The hagfish cruises around deep ocean bottoms, feeding primarily on polychaete worms–save for the ferocious 10-foot bobbit worm, which luckily for the hagfish inhabits shallow waters. Every once in a while, though, it takes part in one of the sea floor’s most remarkable happenings: the arrival of a whale carcass (an event known somewhat epically as a whale fall).
Whale hides are quite tough, and the hagfish has nowhere near the bite force of a shark. But hagfish have been around for at least 300 million years, and they didn’t spend all that time not developing sweet adaptations for scavenging in the deep.
When they are lucky enough to come upon a whale fall, they “grab onto it with their teeth, which are sort of like a circular set of saw blades,” said Carol Bucking, a biologist at Toronto’s York University. “And they use this to latch on to the skin, and then they twist their body to bore a hole into the carcass. Then they live inside the carcass and they essentially eat it from the inside out.”
This picture of hagfish chompers is remarkably similar to the movie poster for Tremors, starring Kevin Bacon. Therefore, the hagfish has no degrees of separation from Kevin Bacon, which is more than a lot of people can say. |
Once the hagfish has muscled its way inside a carcass, simply swallowing its food is not enough: They’ve actually evolved a way to pull nourishment through their skin, utilizing the same kind of nutrient “transporters,” as they’re known, that you would find in your guts. So, really, they’re an inside-out intestine with another intestine inside, like Russian nesting dolls of the deep. And as the decaying whale’s proteins break down into amino acids, the hagfish happily soaks them right up into its bloodstream.
Hagfish are particularly drawn to good lighting, so the rays can play off their skin all romantic-like. |
Without any real eyesight, though, and with its face buried in rotting whale, the hagfish is an easy target for predators. But if you take a bite out of this critter, you do so at your own peril. For the hagfish makes the world’s most disgusting, most dangerous Jell-O–except for the apricot kind. Seriously, who buys the apricot kind?
Slime and Punishment
Up and down the length of the hagfish’s body are some 150 separate slime glands. When a predator like a shark bites down on a hagfish, the tiny glands near the attacker’s strike instantaneously eject the goo. As soon as this hits water, it balloons into a huge gelatinous cloud, which biologist Douglas Fudge of Ontario’s University of Guelph reckons acts to clog up the attacker’s gills.
He’s fairly confident of this because he, well, did some experiments with disembodied fish heads. Fudge first measured water flow over the gills in a normal state, then applied hagfish slime. “If this stuff evolved to clog up gills,” he said, “then you’d expect it to really reduce the flow over the gills, and that’s exactly what it did. It increased the resistance of the gills by something like 200-fold.”
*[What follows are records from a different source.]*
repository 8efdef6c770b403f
//! Create-form flow: one mutation in flight at a time, success side effects
//! only for live requests, validation errors kept for inline rendering.

use crate::shared::graphql::{ApiError, FieldError};

/// Address bar collaborator
pub trait Navigator {
    fn navigate(&self, url: &str);
}

/// Transient notification collaborator; fire-and-forget
pub trait Notifier {
    fn notify(&self, message: &str);
}

/// Handle binding a submitted request to its completion
#[derive(Debug, Clone, Copy, PartialEq, Eq)]
pub struct SubmitTicket(u64);

/// Single in-flight request per form, invalidated when the view goes away
#[derive(Debug, Default)]
pub struct SubmitGuard {
    generation: u64,
    in_flight: Option<u64>,
    torn_down: bool,
    called: bool,
}

impl SubmitGuard {
    /// `None` while a request is pending or after teardown
    pub fn begin(&mut self) -> Option<SubmitTicket> {
        if self.torn_down || self.in_flight.is_some() {
            return None;
        }
        self.generation += 1;
        self.in_flight = Some(self.generation);
        self.called = true;
        Some(SubmitTicket(self.generation))
    }

    /// Whether the completion of `ticket` may still apply its effects
    pub fn finish(&mut self, ticket: SubmitTicket) -> bool {
        if self.torn_down || self.in_flight != Some(ticket.0) {
            return false;
        }
        self.in_flight = None;
        true
    }

    pub fn teardown(&mut self) {
        self.torn_down = true;
        self.in_flight = None;
    }

    pub fn is_pending(&self) -> bool {
        self.in_flight.is_some()
    }

    pub fn was_called(&self) -> bool {
        self.called
    }
}

/// Save bar button state
#[derive(Debug, Clone, Copy, PartialEq, Eq)]
pub enum SaveButtonState {
    Default,
    Loading,
    Success,
    Error,
}

impl SaveButtonState {
    pub fn from_mutation(called: bool, loading: bool, errors: &[FieldError]) -> Self {
        if loading {
            SaveButtonState::Loading
        } else if !called {
            SaveButtonState::Default
        } else if errors.is_empty() {
            SaveButtonState::Success
        } else {
            SaveButtonState::Error
        }
    }
}

/// Payload of a create mutation
pub trait CreatePayload {
    fn errors(&self) -> &[FieldError];

    fn created_id(&self) -> Option<&str>;
}

#[derive(Debug, Clone, PartialEq, Eq)]
pub enum CreateOutcome {
    /// Notified and navigated to the new entity
    Created { id: String },
    /// Validation failed; nothing was navigated or notified
    Invalid(Vec<FieldError>),
    /// Transport failure; the form can be submitted again
    Failed(ApiError),
    /// Completion of a request the view no longer waits for
    Stale,
}

/// Where the flow goes on success and on "back"
pub struct CreateRoutes {
    pub detail_url: fn(&str) -> String,
    pub back_url: String,
}

pub struct CreateFlow<N, T> {
    navigator: N,
    notifier: T,
    routes: CreateRoutes,
    success_message: String,
    guard: SubmitGuard,
    errors: Vec<FieldError>,
    failed: bool,
}

impl<N: Navigator, T: Notifier> CreateFlow<N, T> {
    pub fn new(
        navigator: N,
        notifier: T,
        routes: CreateRoutes,
        success_message: impl Into<String>,
    ) -> Self {
        Self {
            navigator,
            notifier,
            routes,
            success_message: success_message.into(),
            guard: SubmitGuard::default(),
            errors: Vec::new(),
            failed: false,
        }
    }

    /// Start a submission; `None` when one is already pending
    pub fn begin(&mut self) -> Option<SubmitTicket> {
        self.guard.begin()
    }

    pub fn complete<P: CreatePayload>(
        &mut self,
        ticket: SubmitTicket,
        result: Result<P, ApiError>,
    ) -> CreateOutcome {
        if !self.guard.finish(ticket) {
            log::debug!("Dropping stale create response");
            return CreateOutcome::Stale;
        }

        let payload = match result {
            Ok(payload) => payload,
            Err(err) => {
                log::warn!("Create request failed: {}", err);
                self.failed = true;
                return CreateOutcome::Failed(err);
            }
        };

        self.failed = false;
        self.errors = payload.errors().to_vec();
        if !self.errors.is_empty() {
            return CreateOutcome::Invalid(self.errors.clone());
        }

        let Some(id) = payload.created_id() else {
            self.failed = true;
            return CreateOutcome::Failed(ApiError::EmptyData);
        };
        let id = id.to_string();
        log::info!("Created entity {}", id);
        self.notifier.notify(&self.success_message);
        self.navigator.navigate(&(self.routes.detail_url)(&id));
        CreateOutcome::Created { id }
    }

    pub fn back(&self) {
        self.navigator.navigate(&self.routes.back_url);
    }

    /// Called when the view is torn down; later completions become stale
    pub fn teardown(&mut self) {
        self.guard.teardown();
    }

    pub fn is_pending(&self) -> bool {
        self.guard.is_pending()
    }

    pub fn errors(&self) -> &[FieldError] {
        &self.errors
    }

    pub fn save_state(&self) -> SaveButtonState {
        if self.failed && !self.guard.is_pending() {
            return SaveButtonState::Error;
        }
        SaveButtonState::from_mutation(self.guard.was_called(), self.guard.is_pending(), &self.errors)
    }
}

#[cfg(test)]
mod tests {
    use super::*;

    #[test]
    fn test_guard_rejects_second_submit_while_pending() {
        let mut guard = SubmitGuard::default();
        let first = guard.begin().expect("first submit");
        assert!(guard.begin().is_none());
        assert!(guard.finish(first));
        assert!(guard.begin().is_some());
    }

    #[test]
    fn test_guard_rejects_old_ticket() {
        let mut guard = SubmitGuard::default();
        let first = guard.begin().expect("first submit");
        assert!(guard.finish(first));
        let _second = guard.begin().expect("second submit");
        assert!(!guard.finish(first));
    }

    #[test]
    fn test_guard_teardown_invalidates_pending() {
        let mut guard = SubmitGuard::default();
        let ticket = guard.begin().expect("submit");
        guard.teardown();
        assert!(!guard.finish(ticket));
        assert!(guard.begin().is_none());
    }

    #[test]
    fn test_save_button_state() {
        let errors = vec![FieldError::new("name", "required")];
        assert_eq!(SaveButtonState::from_mutation(false, false, &[]), SaveButtonState::Default);
        assert_eq!(SaveButtonState::from_mutation(true, true, &[]), SaveButtonState::Loading);
        assert_eq!(SaveButtonState::from_mutation(true, false, &[]), SaveButtonState::Success);
        assert_eq!(SaveButtonState::from_mutation(true, false, &errors), SaveButtonState::Error);
    }
}
use super::view_model::CategoryDetailsViewModel;
use crate::shared::components::table::{
    TableCellCheckbox, TableHeaderCheckbox, SKELETON_ROWS,
};
use crate::shared::components::{
    ConfirmDialog, ErrorBanner, PageHeader, PaginationControls, TabBar,
};
use crate::shared::document::set_title;
use crate::shared::icons::icon;
use contracts::domain::a001_category::urls::{
    category_add_url, category_url, CategoryDialog, CategoryPageTab,
};
use contracts::domain::a002_product::urls::product_url;
use contracts::shared::list_view::UrlToken;
use leptos::prelude::*;
use thaw::*;

fn tab_label(tab: CategoryPageTab) -> &'static str {
    match tab {
        CategoryPageTab::Categories => "Subcategories",
        CategoryPageTab::Products => "Products",
    }
}

fn bulk_message(kind: CategoryDialog, count: usize) -> String {
    match kind {
        CategoryDialog::DeleteProducts => {
            format!("Are you sure you want to delete {} products?", count)
        }
        _ => format!("Are you sure you want to delete {} subcategories?", count),
    }
}

/// `/categories/:id`
#[component]
pub fn CategoryDetailsPage() -> impl IntoView {
    let vm = CategoryDetailsViewModel::new();

    Effect::new(move |_| {
        let title = vm.title();
        if !title.is_empty() {
            set_title(&title);
        }
    });

    let tabs = CategoryPageTab::ALL
        .iter()
        .map(|tab| (tab.code().to_string(), tab_label(*tab).to_string()))
        .collect::<Vec<_>>();

    view! {
        <div class="page details-page">
            <PageHeader
                title=Signal::derive(move || vm.title())
                back_href=Signal::derive(move || Some(vm.back_url()))
            >
                <Button
                    appearance=ButtonAppearance::Secondary
                    on_click=move |_| vm.open_delete()
                    disabled=Signal::derive(move || vm.category().is_none())
                >
                    {icon("delete")}
                    " Delete category"
                </Button>
            </PageHeader>

            <ErrorBanner error=vm.loader.error />

            <Show when=move || vm.not_found()>
                <div class="alert alert--error">"Category not found"</div>
            </Show>

            <section class="card">
                <h3 class="card__title">"General information"</h3>
                {move || match vm.category() {
                    Some(category) => view! {
                        <dl class="details-list">
                            <dt>"Name"</dt>
                            <dd>{category.name.clone()}</dd>
                            <dt>"Search engine title"</dt>
                            <dd>{category.seo_title.clone().unwrap_or_else(|| "-".to_string())}</dd>
                            <dt>"Search engine description"</dt>
                            <dd>{category.seo_description.clone().unwrap_or_else(|| "-".to_string())}</dd>
                        </dl>
                    }
                    .into_any(),
                    None => view! { <span class="skeleton skeleton--block"></span> }.into_any(),
                }}
            </section>

            <section class="card">
                <div class="card__header">
                    <TabBar
                        tabs=tabs
                        active=Signal::derive(move || vm.active_tab().code().to_string())
                        on_select=Callback::new(move |code: String| {
                            if let Some(tab) = CategoryPageTab::from_code(&code) {
                                vm.set_tab(tab);
                            }
                        })
                    />
                    <div class="card__actions">
                        <Show when=move || vm.selection.with(|s| !s.is_empty())>
                            <Button
                                appearance=ButtonAppearance::Secondary
                                on_click=move |_| vm.open_bulk_delete()
                            >
                                {icon("delete")}
                                {move || format!(" Delete ({})", vm.selection.with(|s| s.len()))}
                            </Button>
                        </Show>
                        {move || match vm.active_tab() {
                            CategoryPageTab::Categories => {
                                let add_url = vm.id.get().map(|id| category_add_url(Some(&id)));
                                view! {
                                    <Button
                                        appearance=ButtonAppearance::Primary
                                        on_click=move |_| {
                                            if let Some(url) = &add_url {
                                                vm.go(url);
                                            }
                                        }
                                    >
                                        {icon("plus")}
                                        " Add subcategory"
                                    </Button>
                                }
                                .into_any()
                            }
                            CategoryPageTab::Products => ().into_any(),
                        }}
                    </div>
                </div>

                <Table class="list-table">
                    <TableHeader>
                        <TableRow>
                            <TableHeaderCheckbox
                                state=Signal::derive(move || {
                                    let ids = vm.loaded_ids();
                                    vm.selection.with(|s| s.header_state(ids.iter().map(String::as_str)))
                                })
                                disabled=Signal::derive(move || vm.category().is_none())
                                on_toggle=Callback::new(move |_| {
                                    let ids = vm.loaded_ids();
                                    vm.selection.update(|s| s.toggle_all(ids.iter().map(String::as_str)));
                                })
                            />
                            <TableHeaderCell>"Name"</TableHeaderCell>
                            {move || match vm.active_tab() {
                                CategoryPageTab::Categories => view! {
                                    <TableHeaderCell class="text-right">"Subcategories"</TableHeaderCell>
                                    <TableHeaderCell class="text-right">"Number of products"</TableHeaderCell>
                                }
                                .into_any(),
                                CategoryPageTab::Products => view! {
                                    <TableHeaderCell attr:colspan="2"></TableHeaderCell>
                                }
                                .into_any(),
                            }}
                        </TableRow>
                    </TableHeader>
                    <TableBody>
                        {move || assigned_rows(vm)}
                    </TableBody>
                </Table>

                <PaginationControls
                    controls=Signal::derive(move || vm.page_controls())
                    page_size=Signal::derive(move || vm.params.with(|p| p.pagination.page_size()))
                    on_previous=Callback::new(move |_| vm.previous_page())
                    on_next=Callback::new(move |_| vm.next_page())
                    on_page_size_change=Callback::new(move |rows| vm.set_page_size(rows))
                />
            </section>

            <ConfirmDialog
                open=Signal::derive(move || vm.is_dialog_open(CategoryDialog::Delete))
                title="Delete category"
                message=Signal::derive(move || {
                    format!("Are you sure you want to delete {}?", vm.title())
                })
                confirm_label="Delete"
                busy=vm.mutations.busy
                on_confirm=Callback::new(move |_| vm.delete())
                on_close=Callback::new(move |_| vm.close_dialog())
            />
            <ConfirmDialog
                open=Signal::derive(move || {
                    vm.is_dialog_open(CategoryDialog::DeleteCategories)
                        || vm.is_dialog_open(CategoryDialog::DeleteProducts)
                })
                title="Delete selected"
                message=Signal::derive(move || {
                    let kind = if vm.is_dialog_open(CategoryDialog::DeleteProducts) {
                        CategoryDialog::DeleteProducts
                    } else {
                        CategoryDialog::DeleteCategories
                    };
                    bulk_message(kind, vm.bulk_count())
                })
                confirm_label="Delete"
                busy=vm.mutations.busy
                on_confirm=Callback::new(move |_| vm.delete_selected())
                on_close=Callback::new(move |_| vm.close_dialog())
            />
        </div>
    }
}

fn skeleton_rows() -> AnyView {
    (0..SKELETON_ROWS)
        .map(|_| {
            view! {
                <TableRow>
                    <TableCellCheckbox
                        checked=Signal::derive(|| false)
                        disabled=true
                        on_change=Callback::new(|_| {})
                    />
                    <TableCell><span class="skeleton skeleton--text"></span></TableCell>
                    <TableCell><span class="skeleton skeleton--text"></span></TableCell>
                    <TableCell><span class="skeleton skeleton--text"></span></TableCell>
                </TableRow>
            }
        })
        .collect_view()
        .into_any()
}

fn empty_row(message: &'static str) -> AnyView {
    view! {
        <TableRow>
            <TableCell attr:colspan="4" class="table__empty">{message}</TableCell>
        </TableRow>
    }
    .into_any()
}

fn selection_cell(vm: CategoryDetailsViewModel, id: String) -> impl IntoView {
    let check_id = id.clone();
    view! {
        <TableCellCheckbox
            checked=Signal::derive(move || vm.selection.with(|s| s.is_selected(&check_id)))
            on_change=Callback::new(move |checked| vm.selection.update(|s| s.set(&id, checked)))
        />
    }
}

fn assigned_rows(vm: CategoryDetailsViewModel) -> AnyView {
    match vm.active_tab() {
        CategoryPageTab::Categories => match vm.subcategories() {
            None => skeleton_rows(),
            Some(rows) if rows.is_empty() => empty_row("No subcategories found"),
            Some(rows) => rows
                .into_iter()
                .map(|row| {
                    let url = category_url(&row.id, None);
                    let name = row.name.clone();
                    let subcategory_count = row.subcategory_count().map(|c| c.to_string()).unwrap_or_else(|| "-".to_string());
                    let product_count = row.product_count().map(|c| c.to_string()).unwrap_or_else(|| "-".to_string());
                    view! {
                        <TableRow class="table__row--clickable" on:click=move |_| vm.go(&url)>
                            {selection_cell(vm, row.id.clone())}
                            <TableCell>{name.clone()}</TableCell>
                            <TableCell class="text-right">
                                {subcategory_count.clone()}
                            </TableCell>
                            <TableCell class="text-right">
                                {product_count.clone()}
                            </TableCell>
                        </TableRow>
                    }
                })
                .collect_view()
                .into_any(),
        },
        CategoryPageTab::Products => match vm.products() {
            None => skeleton_rows(),
            Some(rows) if rows.is_empty() => empty_row("No products found"),
            Some(rows) => rows
                .into_iter()
                .map(|row| {
                    let url = product_url(&row.id, None);
                    let thumbnail = row.thumbnail.as_ref().map(|t| t.url.clone());
                    view! {
                        <TableRow class="table__row--clickable" on:click=move |_| vm.go(&url)>
                            {selection_cell(vm, row.id.clone())}
                            <TableCell attr:colspan="3">
                                <div class="table__avatar">
                                    {match thumbnail {
                                        Some(src) => view! { <img class="table__thumbnail" src=src alt="" /> }.into_any(),
                                        None => view! { <span class="table__thumbnail table__thumbnail--empty"></span> }.into_any(),
                                    }}
                                    <span>{row.name.clone()}</span>
                                </div>
                            </TableCell>
                        </TableRow>
                    }
                })
                .collect_view()
                .into_any(),
        },
    }
}

#[cfg(test)]
mod tests {
    use super::*;

    #[test]
    fn test_every_tab_has_a_label() {
        for tab in CategoryPageTab::ALL {
            assert!(!tab_label(*tab).is_empty());
        }
    }

    #[test]
    fn test_bulk_message_follows_dialog() {
        assert_eq!(
            bulk_message(CategoryDialog::DeleteProducts, 2),
            "Are you sure you want to delete 2 products?"
        );
        assert_eq!(
            bulk_message(CategoryDialog::DeleteCategories, 3),
            "Are you sure you want to delete 3 subcategories?"
        );
    }
}
pub mod app;
pub mod domain;
pub mod layout;
pub mod routes;
pub mod shared;

use wasm_bindgen::prelude::wasm_bindgen;

#[wasm_bindgen]
pub fn hydrate() {
    // initializes logging using the `log` crate
    _ = console_log::init_with_level(log::Level::Debug);
    console_error_panic_hook::set_once();

    leptos::mount::mount_to_body(app::App);
}

#[wasm_bindgen(start)]
pub fn start() {
    hydrate();
}
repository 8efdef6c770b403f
pub mod dto;
pub mod queries;
pub mod urls;
//! GraphQL documents of the sale screens.

pub const SALE_LIST: &str = r#"
query SaleList(
  $first: Int
  $after: String
  $last: Int
  $before: String
  $filter: SaleFilterInput
  $sort: SaleSortingInput
) {
  sales(
    first: $first
    after: $after
    last: $last
    before: $before
    filter: $filter
    sortBy: $sort
  ) {
    edges {
      node {
        id
        name
        type
        startDate
        endDate
        value
      }
    }
    pageInfo {
      hasPreviousPage
      hasNextPage
      startCursor
      endCursor
    }
  }
  shop {
    defaultCurrency
  }
}
"#;

pub const SALE_BULK_DELETE: &str = r#"
mutation SaleBulkDelete($ids: [ID]!) {
  saleBulkDelete(ids: $ids) {
    errors {
      field
      message
    }
    count
  }
}
"#;

pub const SALE_DETAILS: &str = r#"
query SaleDetails(
  $id: ID!
  $first: Int
  $after: String
  $last: Int
  $before: String
) {
  sale(id: $id) {
    id
    name
    type
    startDate
    endDate
    value
    categories(first: $first, after: $after, last: $last, before: $before) {
      edges {
        node {
          id
          name
          products {
            totalCount
          }
        }
      }
      pageInfo {
        hasPreviousPage
        hasNextPage
        startCursor
        endCursor
      }
    }
    collections(first: $first, after: $after, last: $last, before: $before) {
      edges {
        node {
          id
          name
          products {
            totalCount
          }
        }
      }
      pageInfo {
        hasPreviousPage
        hasNextPage
        startCursor
        endCursor
      }
    }
    products(first: $first, after: $after, last: $last, before: $before) {
      edges {
        node {
          id
          name
          productType {
            name
          }
          isPublished
        }
      }
      pageInfo {
        hasPreviousPage
        hasNextPage
        startCursor
        endCursor
      }
    }
  }
  shop {
    defaultCurrency
  }
}
"#;

pub const SALE_DELETE: &str = r#"
mutation SaleDelete($id: ID!) {
  saleDelete(id: $id) {
    errors {
      field
      message
    }
  }
}
"#;
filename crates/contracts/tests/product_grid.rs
use contracts::domain::a002_product::columns::{
    default_product_columns, ProductColumnSelection, ProductListColumn, PRODUCT_LIST_LAYOUT,
};
use contracts::domain::a002_product::dto::ProductListItem;
use contracts::shared::grid::{
    CellContent, ColumnToken, GridAttribute, GridColumn, HeaderCheckState, HeaderLabel,
    RowState, Selection, MISSING_VALUE,
};
use contracts::shared::list_view::Sort;
use serde_json::json;

fn products() -> Vec<ProductListItem> {
    serde_json::from_value(json!([
        {
            "id": "UHJvZHVjdDox",
            "name": "Apple Juice",
            "productType": { "id": "VHlwZTox", "name": "Juice" },
            "isAvailable": true,
            "attributes": [
                { "attribute": { "id": "QXR0cjox" }, "values": [{ "id": "1", "name": "Apple" }] },
                { "attribute": { "id": "QXR0cjoy" }, "values": [{ "id": "2", "name": "1L" }, { "id": "3", "name": "2L" }] }
            ],
            "basePrice": { "amount": 3.0, "currency": "USD" }
        },
        {
            "id": "UHJvZHVjdDoy",
            "name": "Plain Water",
            "productType": { "id": "VHlwZTox", "name": "Juice" },
            "isAvailable": false,
            "attributes": [
                { "attribute": { "id": "QXR0cjox" }, "values": [] }
            ],
            "basePrice": { "amount": 1.0, "currency": "USD" }
        }
    ]))
    .expect("valid products")
}

fn selections() -> Vec<ProductColumnSelection> {
    let mut with_attributes = default_product_columns();
    with_attributes.insert(ColumnToken::attribute("QXR0cjoy"));
    with_attributes.insert(ColumnToken::attribute("QXR0cjox"));

    vec![
        ProductColumnSelection::default(),
        default_product_columns(),
        with_attributes,
        ProductColumnSelection::new([
            ColumnToken::attribute("QXR0cjox"),
            ColumnToken::Fixed(ProductListColumn::Price),
        ]),
    ]
}

#[test]
fn header_and_body_have_same_width() {
    let products = products();
    for selection in selections() {
        let columns = PRODUCT_LIST_LAYOUT.columns(&selection);
        let headers = PRODUCT_LIST_LAYOUT.header_cells(&columns, None, &Sort::default());
        assert_eq!(headers.len(), 2 + selection.len());

        let skeleton = PRODUCT_LIST_LAYOUT.row_cells::<ProductListItem>(&columns, None, false, true);
        assert_eq!(skeleton.len(), headers.len());

        for product in &products {
            let cells = PRODUCT_LIST_LAYOUT.row_cells(&columns, Some(product), false, false);
            assert_eq!(cells.len(), headers.len());
        }
    }
}

#[test]
fn attribute_columns_follow_selection_order() {
    let mut selection = default_product_columns();
    selection.insert(ColumnToken::attribute("QXR0cjoy"));
    selection.insert(ColumnToken::attribute("QXR0cjox"));

    // the backend returns attributes in a different order
    let attributes = vec![
        GridAttribute {
            id: "QXR0cjox".into(),
            name: "Flavor".into(),
        },
        GridAttribute {
            id: "QXR0cjoy".into(),
            name: "Volume".into(),
        },
    ];

    let columns = PRODUCT_LIST_LAYOUT.columns(&selection);
    let headers =
        PRODUCT_LIST_LAYOUT.header_cells(&columns, Some(attributes.as_slice()), &Sort::default());
    let labels: Vec<_> = headers
        .iter()
        .filter(|h| matches!(h.column, GridColumn::Attribute(_)))
        .map(|h| h.label.clone())
        .collect();
    assert_eq!(
        labels,
        vec![
            HeaderLabel::Text("Volume".into()),
            HeaderLabel::Text("Flavor".into())
        ]
    );
}

#[test]
fn attribute_header_pending_until_attributes_load() {
    let selection = ProductColumnSelection::new([ColumnToken::attribute("QXR0cjox")]);
    let columns = PRODUCT_LIST_LAYOUT.columns(&selection);
    let headers = PRODUCT_LIST_LAYOUT.header_cells(&columns, None, &Sort::default());
    assert_eq!(headers[2].label, HeaderLabel::Pending);
}

#[test]
fn missing_attribute_value_renders_placeholder() {
    let products = products();
    let selection = ProductColumnSelection::new([
        ColumnToken::attribute("QXR0cjoy"),
        ColumnToken::attribute("QXR0cjox"),
    ]);
    let columns = PRODUCT_LIST_LAYOUT.columns(&selection);

    let juice = PRODUCT_LIST_LAYOUT.row_cells(&columns, Some(&products[0]), false, false);
    assert_eq!(juice[2], CellContent::Text("1L, 2L".into()));
    assert_eq!(juice[3], CellContent::Text("Apple".into()));

    // no entry for QXR0cjoy, an entry without values for QXR0cjox
    let water = PRODUCT_LIST_LAYOUT.row_cells(&columns, Some(&products[1]), false, false);
    assert_eq!(water[2], CellContent::Text(MISSING_VALUE.into()));
    assert_eq!(water[3], CellContent::Text(MISSING_VALUE.into()));
}

#[test]
fn hidden_fixed_column_hides_header_and_cells() {
    let products = products();
    let selection = ProductColumnSelection::new([ColumnToken::Fixed(ProductListColumn::Price)]);
    let columns = PRODUCT_LIST_LAYOUT.columns(&selection);
    assert!(!columns.contains(&GridColumn::Fixed(ProductListColumn::ProductType)));

    let cells = PRODUCT_LIST_LAYOUT.row_cells(&columns, Some(&products[0]), true, false);
    assert_eq!(
        cells,
        vec![
            CellContent::Checkbox {
                checked: true,
                disabled: false
            },
            CellContent::Avatar {
                text: "Apple Juice".into(),
                thumbnail: None
            },
            CellContent::Money(contracts::shared::money::Money::new(3.0, "USD")),
        ]
    );
}

#[test]
fn select_all_skips_loading_rows() {
    let products = products();
    let loaded: Vec<&str> = products.iter().map(|p| p.id.as_str()).collect();

    let mut selection = Selection::default();
    selection.toggle_all(loaded.iter().copied());
    assert_eq!(selection.header_state(loaded.iter().copied()), HeaderCheckState::Checked);
    assert_eq!(selection.row_state(None), RowState::Loading);

    // a third row arrives after select-all
    let mut after_load = loaded.clone();
    after_load.push("UHJvZHVjdDoz");
    assert_eq!(selection.row_state(Some("UHJvZHVjdDoz")), RowState::Unselected);
    assert_eq!(
        selection.header_state(after_load.iter().copied()),
        HeaderCheckState::Indeterminate
    );

    selection.toggle_all(after_load.iter().copied());
    assert_eq!(selection.len(), 3);
    selection.toggle_all(after_load.iter().copied());
    assert!(selection.is_empty());
}
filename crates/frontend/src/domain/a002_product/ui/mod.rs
pub mod details;
pub mod list;
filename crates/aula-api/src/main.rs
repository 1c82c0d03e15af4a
//! Aula API Server
//!
//! REST API server for the Aula administration backend.

use aula_api::{create_router, state::AppState};
use aula_core::config::AppConfig;
use sqlx::postgres::PgPoolOptions;
use std::sync::Arc;

#[tokio::main]
async fn main() -> anyhow::Result<()> {
    // Initialize tracing
    tracing_subscriber::fmt()
        .with_env_filter(
            tracing_subscriber::EnvFilter::try_from_default_env()
                .unwrap_or_else(|_| "aula_api=debug,tower_http=debug".into()),
        )
        .init();

    // Load configuration; a missing JWT secret fails startup here.
    let config = AppConfig::from_env()?;

    let pool = PgPoolOptions::new()
        .max_connections(config.database.postgres_pool_size)
        .connect(&config.database.postgres_url)
        .await?;

    let addr = format!("{}:{}", config.server.host, config.server.port);

    // Create application state
    let state = Arc::new(AppState::new(config, pool));

    // Create router
    let app = create_router(state);

    // Start server
    let listener = tokio::net::TcpListener::bind(&addr).await?;
    tracing::info!("Aula API Server starting on http://{}", addr);

    axum::serve(listener, app).await?;

    Ok(())
}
How, then, does the hagfish keep from suffocating itself? They have “beautiful, almost balloon-shaped gills, and so that really restricts anything getting into them,” said Bucking. The hagfish pumps water through a series of small holes into pouches, where “there’s all these channels and chambers that spread the water out and put it in contact with blood so they can exchange oxygen.” It can also clear the slime off its body with the same technique it uses to feed, tying itself in a knot and passing itself through it.
Hagfish are extremely flexible because they lack a backbone, going so far as to tie themselves in knots in dogged pursuit of Boy Scout badges. |
When the slime glands are emptied, the fibers (25,000 in just four cups of goo) mix with the mucus and unravel in a fraction of a second. “What we think is going on is that there’s a glue that we haven’t yet identified, but we have good evidence for, that holds the fiber bundles together, and it’s a seawater-soluble glue,” said Fudge. When the glue dissolves, the fibers release like springs, providing the energy to greatly inflate the cloud. The fibers further unravel and expand the mucus as the hagfish thrashes about in the predator’s jaws.